Corte Suprema federal falla que terminación del TPS para Haití no es revisable judicialmente
El 25 de junio de 2026, la Corte Suprema de los EE.UU. resolvió en Mullin v. Doe que las decisiones del secretario de Seguridad Nacional de cancelar el TPS para Haití y Siria no están sujetas a revisión judicial, y devolvió el caso a tribunales de distrito para que emitieran órdenes de ejecución.
La decisión abre la puerta a que la administración Trump cancele el TPS de Haití sin obstáculo judicial efectivo, afectando a los beneficiarios haitianos cuyos documentos de empleo (EAD) estuvieron prorrogados hasta el 27 de julio de 2026 en espera de una orden de implementación.

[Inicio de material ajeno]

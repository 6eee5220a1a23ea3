//! Request/response queue pipeline and idle-synchronization flag.

use std::collections::VecDeque;

use crate::{Direction, Transaction};

/// Level-triggered flag marking a transactor as out of work.
///
/// Producers clear it when new requests arrive; the state machine sets it
/// when both request queues are drained and no handshake is mid-flight.
#[derive(Debug, Clone, Copy, PartialEq, Eq)]
pub struct IdleFlag(bool);

impl IdleFlag {
    /// Creates the flag in its set (idle) state.
    #[must_use]
    pub const fn new() -> Self {
        Self(true)
    }

    /// Marks the transactor idle.
    pub fn set(&mut self) {
        self.0 = true;
    }

    /// Marks the transactor busy.
    pub fn clear(&mut self) {
        self.0 = false;
    }

    /// Returns `true` while the transactor is idle.
    #[must_use]
    pub const fn is_set(&self) -> bool {
        self.0
    }
}

impl Default for IdleFlag {
    fn default() -> Self {
        Self::new()
    }
}

/// Three-stage FIFO pipeline shared by every master driver.
///
/// A transaction lives in exactly one queue at a time: pending writes,
/// pending read requests, or completed reads. Dispatch order is strict FIFO
/// with writes drained before reads are considered.
#[derive(Debug, Clone)]
pub struct RequestPipeline<T: Transaction> {
    writes: VecDeque<T>,
    read_requests: VecDeque<T>,
    completed_reads: VecDeque<T>,
    idle: IdleFlag,
}

impl<T: Transaction> RequestPipeline<T> {
    /// Creates an empty, idle pipeline.
    #[must_use]
    pub fn new() -> Self {
        Self {
            writes: VecDeque::new(),
            read_requests: VecDeque::new(),
            completed_reads: VecDeque::new(),
            idle: IdleFlag::new(),
        }
    }

    /// Queues a write request and marks the pipeline busy.
    pub fn push_write(&mut self, trans: T) {
        self.writes.push_back(trans);
        self.idle.clear();
    }

    /// Queues a read request and marks the pipeline busy.
    pub fn push_read_request(&mut self, trans: T) {
        self.read_requests.push_back(trans);
        self.idle.clear();
    }

    /// Pops the next request to service: writes strictly before reads.
    pub fn next_request(&mut self) -> Option<(T, Direction)> {
        if let Some(trans) = self.writes.pop_front() {
            return Some((trans, Direction::Write));
        }
        self.read_requests
            .pop_front()
            .map(|trans| (trans, Direction::Read))
    }

    /// Parks a completed read, data populated, for the caller to collect.
    pub fn push_completed(&mut self, trans: T) {
        self.completed_reads.push_back(trans);
    }

    /// Collects the oldest completed read.
    pub fn pop_completed(&mut self) -> Option<T> {
        self.completed_reads.pop_front()
    }

    /// Number of queued write requests.
    #[must_use]
    pub fn pending_writes(&self) -> usize {
        self.writes.len()
    }

    /// Number of queued read requests.
    #[must_use]
    pub fn pending_reads(&self) -> usize {
        self.read_requests.len()
    }

    /// Number of completed reads awaiting collection.
    #[must_use]
    pub fn completed_reads(&self) -> usize {
        self.completed_reads.len()
    }

    /// Returns `true` when both request queues are empty.
    #[must_use]
    pub fn is_drained(&self) -> bool {
        self.writes.is_empty() && self.read_requests.is_empty()
    }

    /// Discards queued writes without processing them.
    pub fn clear_writes(&mut self) {
        self.writes.clear();
    }

    /// Discards queued read requests and uncollected completed reads.
    pub fn clear_reads(&mut self) {
        self.read_requests.clear();
        self.completed_reads.clear();
    }

    /// Discards everything queued, in every stage.
    pub fn clear_all(&mut self) {
        self.clear_writes();
        self.clear_reads();
    }

    /// Returns `true` while the idle flag is set.
    #[must_use]
    pub const fn is_idle(&self) -> bool {
        self.idle.is_set()
    }

    /// Sets the idle flag; called by the state machine at its resting point.
    pub fn mark_idle(&mut self) {
        self.idle.set();
    }

    /// Clears the idle flag; called when work is pending.
    pub fn mark_busy(&mut self) {
        self.idle.clear();
    }
}

impl<T: Transaction> Default for RequestPipeline<T> {
    fn default() -> Self {
        Self::new()
    }
}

El TPS para Haití había sido objeto de múltiples batallas legales desde que el DHS anunció su terminación en febrero de 2025; en abril de 2026 la Cámara de Representantes votó de forma bipartidista 224–204 a favor de prorrogar el estatus hasta 2029, pero el proyecto aún no había culminado el proceso legislativo.
El caso ilustra el choque entre los poderes ejecutivo, legislativo y judicial en torno a la política migratoria federal, con consecuencias directas para comunidades inmigrantes que residen también en Puerto Rico.